Para predecir el patrón de ordenamiento orbital, Kugel y Khomskii utilizaron una particularización del modelo de Hubbard . En particular, establecieron cómo las interacciones de superintercambio , generalmente descritas por las reglas de Anderson-Kanamori-Goodenough, cambian en presencia de orbitales degenerados. Su modelo, que utiliza una representación de pseudoespín para los orbitales locales, conduce a un modelo similar al de Heisenberg en el que el estado fundamental es una combinación de patrones de orbitales y de espín.
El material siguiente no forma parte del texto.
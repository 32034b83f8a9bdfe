//! Flow record and protocol types.

use chrono::{DateTime, Duration, Utc};
use serde::{Deserialize, Serialize};

use crate::Id;

/// Lifetime of a flow from creation to expiry.
pub const DEFAULT_FLOW_LIFETIME_SECS: i64 = 600;

/// Minimum seconds between two accepted polls.
pub const DEFAULT_POLL_INTERVAL_SECS: i32 = 5;

/// Path of the page where a person enters the user code.
pub const DEFAULT_VERIFICATION_PATH: &str = "/device";

/// Lifecycle status of a flow.
///
/// `Consumed` and `Expired` are terminal.
#[derive(Debug, Clone, Copy, PartialEq, Eq, Serialize, Deserialize)]
#[serde(rename_all = "lowercase")]
pub enum FlowStatus {
    Pending,
    Approved,
    Consumed,
    Expired,
}

impl FlowStatus {
    pub fn is_terminal(&self) -> bool {
        matches!(self, FlowStatus::Consumed | FlowStatus::Expired)
    }
}

impl std::fmt::Display for FlowStatus {
    fn fmt(&self, f: &mut std::fmt::Formatter<'_>) -> std::fmt::Result {
        match self {
            FlowStatus::Pending => write!(f, "pending"),
            FlowStatus::Approved => write!(f, "approved"),
            FlowStatus::Consumed => write!(f, "consumed"),
            FlowStatus::Expired => write!(f, "expired"),
        }
    }
}

/// One device authorization attempt as persisted by a `FlowStore`.
#[derive(Clone, PartialEq, Eq)]
pub struct FlowRecord {
    pub id: Id,
    pub device_code_hash: String,
    pub user_code: String,
    pub status: FlowStatus,
    pub created_at: DateTime<Utc>,
    pub expires_at: DateTime<Utc>,
    pub interval_seconds: i32,
    pub last_polled_at: Option<DateTime<Utc>>,
    pub approved_at: Option<DateTime<Utc>>,
    pub approved_by_external_id: Option<String>,
    pub consumed_at: Option<DateTime<Utc>>,
    /// Present only while the flow is approved.
    pub access_token: Option<String>,
    /// Opaque expiry of the escorted token, epoch milliseconds as given by the approver.
    pub access_token_expires_at: Option<i64>,
}

impl FlowRecord {
    /// True once `now` has reached the flow's deadline, whatever its status.
    pub fn is_lapsed(&self, now: DateTime<Utc>) -> bool {
        now >= self.expires_at
    }

    /// True when a poll at `now` comes too soon after the last accepted poll.
    pub fn polled_too_soon(&self, now: DateTime<Utc>) -> bool {
        self.last_polled_at
            .map(|last| now - last < Duration::seconds(i64::from(self.interval_seconds)))
            .unwrap_or(false)
    }
}

impl std::fmt::Debug for FlowRecord {
    fn fmt(&self, f: &mut std::fmt::Formatter<'_>) -> std::fmt::Result {
        f.debug_struct("FlowRecord")
            .field("id", &self.id)
            .field("user_code", &self.user_code)
            .field("status", &self.status)
            .field("created_at", &self.created_at)
            .field("expires_at", &self.expires_at)
            .field("interval_seconds", &self.interval_seconds)
            .field("last_polled_at", &self.last_polled_at)
            .field("approved_at", &self.approved_at)
            .field("approved_by_external_id", &self.approved_by_external_id)
            .field("consumed_at", &self.consumed_at)
            .field(
                "access_token",
                &self.access_token.as_ref().map(|_| "[REDACTED]"),
            )
            .field("access_token_expires_at", &self.access_token_expires_at)
            .finish()
    }
}

/// Fields of a freshly started flow. Everything else starts empty.
#[derive(Debug, Clone)]
pub struct NewFlow {
    pub id: Id,
    pub device_code_hash: String,
    pub user_code: String,
    pub created_at: DateTime<Utc>,
    pub expires_at: DateTime<Utc>,
    pub interval_seconds: i32,
}

impl NewFlow {
    pub fn into_record(self) -> FlowRecord {
        FlowRecord {
            id: self.id,
            device_code_hash: self.device_code_hash,
            user_code: self.user_code,
            status: FlowStatus::Pending,
            created_at: self.created_at,
            expires_at: self.expires_at,
            interval_seconds: self.interval_seconds,
            last_polled_at: None,
            approved_at: None,
            approved_by_external_id: None,
            consumed_at: None,
            access_token: None,
            access_token_expires_at: None,
        }
    }
}

/// Values written by the pending to approved transition.
#[derive(Clone)]
pub struct Approval {
    pub approved_at: DateTime<Utc>,
    pub approved_by_external_id: String,
    pub access_token: String,
    pub access_token_expires_at: Option<i64>,
}

impl std::fmt::Debug for Approval {
    fn fmt(&self, f: &mut std::fmt::Formatter<'_>) -> std::fmt::Result {
        f.debug_struct("Approval")
            .field("approved_at", &self.approved_at)
            .field("approved_by_external_id", &self.approved_by_external_id)
            .field("access_token", &"[REDACTED]")
            .field("access_token_expires_at", &self.access_token_expires_at)
            .finish()
    }
}

/// The authenticated identity approving a flow.
#[derive(Debug, Clone, PartialEq, Eq)]
pub struct CallerIdentity {
    pub external_id: String,
}

impl CallerIdentity {
    pub fn new(external_id: impl Into<String>) -> Self {
        Self {
            external_id: external_id.into(),
        }
    }
}

/// Tunables fixed at flow creation.
#[derive(Debug, Clone)]
pub struct FlowSettings {
    pub lifetime: Duration,
    pub interval_seconds: i32,
    pub verification_path: String,
}

impl Default for FlowSettings {
    fn default() -> Self {
        Self {
            lifetime: Duration::seconds(DEFAULT_FLOW_LIFETIME_SECS),
            interval_seconds: DEFAULT_POLL_INTERVAL_SECS,
            verification_path: DEFAULT_VERIFICATION_PATH.to_string(),
        }
    }
}

/// Result of `start`. The raw device code is only ever returned here.
#[derive(Debug, Clone, PartialEq, Eq, Serialize, Deserialize)]
#[serde(rename_all = "camelCase")]
pub struct StartResponse {
    pub device_code: String,
    pub user_code: String,
    pub interval: i32,
    pub expires_in: i64,
    pub verification_path: String,
}

/// Outcome of `approve`.
#[derive(Debug, Clone, Copy, PartialEq, Eq, Serialize, Deserialize)]
#[serde(rename_all = "snake_case")]
pub enum ApproveStatus {
    Approved,
    AlreadyApproved,
    AlreadyUsed,
    Expired,
}

#[derive(Debug, Clone, Copy, PartialEq, Eq, Serialize, Deserialize)]
pub struct ApproveResponse {
    pub status: ApproveStatus,
}

impl From<ApproveStatus> for ApproveResponse {
    fn from(status: ApproveStatus) -> Self {
        Self { status }
    }
}

/// Outcome of `poll`.
///
/// Unknown and already consumed device codes both yield `InvalidGrant`.
#[derive(Clone, PartialEq, Eq, Serialize, Deserialize)]
#[serde(tag = "status", rename_all = "snake_case")]
pub enum PollResponse {
    AuthorizationPending {
        interval: i32,
    },
    SlowDown {
        interval: i32,
    },
    Success {
        #[serde(rename = "accessToken")]
        access_token: String,
        #[serde(
            rename = "accessTokenExpiresAt",
            default,
            skip_serializing_if = "Option::is_none"
        )]
        access_token_expires_at: Option<i64>,
    },
    ExpiredToken,
    InvalidGrant,
}

impl PollResponse {
    /// The wire name of the status.
    pub fn status(&self) -> &'static str {
        match self {
            PollResponse::AuthorizationPending { .. } => "authorization_pending",
            PollResponse::SlowDown { .. } => "slow_down",
            PollResponse::Success { .. } => "success",
            PollResponse::ExpiredToken => "expired_token",
            PollResponse::InvalidGrant => "invalid_grant",
        }
    }
}

impl std::fmt::Debug for PollResponse {
    fn fmt(&self, f: &mut std::fmt::Formatter<'_>) -> std::fmt::Result {
        match self {
            PollResponse::AuthorizationPending { interval } => f
                .debug_struct("AuthorizationPending")
                .field("interval", interval)
                .finish(),
            PollResponse::SlowDown { interval } => f
                .debug_struct("SlowDown")
                .field("interval", interval)
                .finish(),
            PollResponse::Success {
                access_token_expires_at,
                ..
            } => f
                .debug_struct("Success")
                .field("access_token", &"[REDACTED]")
                .field("access_token_expires_at", access_token_expires_at)
                .finish(),
            PollResponse::ExpiredToken => write!(f, "ExpiredToken"),
            PollResponse::InvalidGrant => write!(f, "InvalidGrant"),
        }
    }
}

#[cfg(test)]
mod tests {
    use super::*;
    use serde_json::json;

    fn record(now: DateTime<Utc>) -> FlowRecord {
        NewFlow {
            id: Id::new_v4(),
            device_code_hash: "hash".to_string(),
            user_code: "ABCD-EFGH".to_string(),
            created_at: now,
            expires_at: now + Duration::seconds(DEFAULT_FLOW_LIFETIME_SECS),
            interval_seconds: DEFAULT_POLL_INTERVAL_SECS,
        }
        .into_record()
    }

    #[test]
    fn lapse_is_inclusive_of_the_deadline() {
        let now = Utc::now();
        let flow = record(now);
        assert!(!flow.is_lapsed(flow.expires_at - Duration::milliseconds(1)));
        assert!(flow.is_lapsed(flow.expires_at));
    }

    #[test]
    fn polled_too_soon_only_within_the_interval() {
        let now = Utc::now();
        let mut flow = record(now);
        assert!(!flow.polled_too_soon(now));

        flow.last_polled_at = Some(now);
        assert!(flow.polled_too_soon(now + Duration::milliseconds(4_999)));
        assert!(!flow.polled_too_soon(now + Duration::seconds(5)));
    }

    #[test]
    fn terminal_statuses() {
        assert!(!FlowStatus::Pending.is_terminal());
        assert!(!FlowStatus::Approved.is_terminal());
        assert!(FlowStatus::Consumed.is_terminal());
        assert!(FlowStatus::Expired.is_terminal());
    }

    #[test]
    fn poll_responses_serialize_with_status_tag() {
        let pending = serde_json::to_value(PollResponse::AuthorizationPending { interval: 5 })
            .unwrap();
        assert_eq!(pending, json!({"status": "authorization_pending", "interval": 5}));

        let success = serde_json::to_value(PollResponse::Success {
            access_token: "tok".to_string(),
            access_token_expires_at: None,
        })
        .unwrap();
        assert_eq!(success, json!({"status": "success", "accessToken": "tok"}));

        let denied = serde_json::to_value(PollResponse::InvalidGrant).unwrap();
        assert_eq!(denied, json!({"status": "invalid_grant"}));
    }

    #[test]
    fn start_response_uses_camel_case_fields() {
        let started = StartResponse {
            device_code: "dc".to_string(),
            user_code: "ABCD-EFGH".to_string(),
            interval: 5,
            expires_in: 600,
            verification_path: "/device".to_string(),
        };
        assert_eq!(
            serde_json::to_value(started).unwrap(),
            json!({
                "deviceCode": "dc",
                "userCode": "ABCD-EFGH",
                "interval": 5,
                "expiresIn": 600,
                "verificationPath": "/device"
            })
        );
    }

    #[test]
    fn debug_output_redacts_tokens() {
        let mut flow = record(Utc::now());
        flow.access_token = Some("secret-token".to_string());
        assert!(!format!("{flow:?}").contains("secret-token"));

        let polled = PollResponse::Success {
            access_token: "secret-token".to_string(),
            access_token_expires_at: Some(1),
        };
        assert!(!format!("{polled:?}").contains("secret-token"));
    }
}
Utilizando este modelo se puede demostrar, por ejemplo, que el origen del inusual estado ferromagnético aislante del suelo de un sólido como el K 2 CuF 4 se puede rastrear hasta su ordenamiento orbital.
Incluso cuando se parte de una estructura de simetría relativamente alta, el efecto combinado de las interacciones de intercambio, el acoplamiento espín-órbita, el ordenamiento orbital y las deformaciones cristalinas activadas por el JTE pueden conducir a patrones magnéticos de muy baja simetría con propiedades específicas. Por ejemplo, en CsCuCl 3 aparece un patrón helicoidal inconmensurable tanto para los orbitales como para las distorsiones a lo largo del eje -. Además, muchos de estos compuestos muestran diagramas de fases complejos al variar la temperatura o la presión.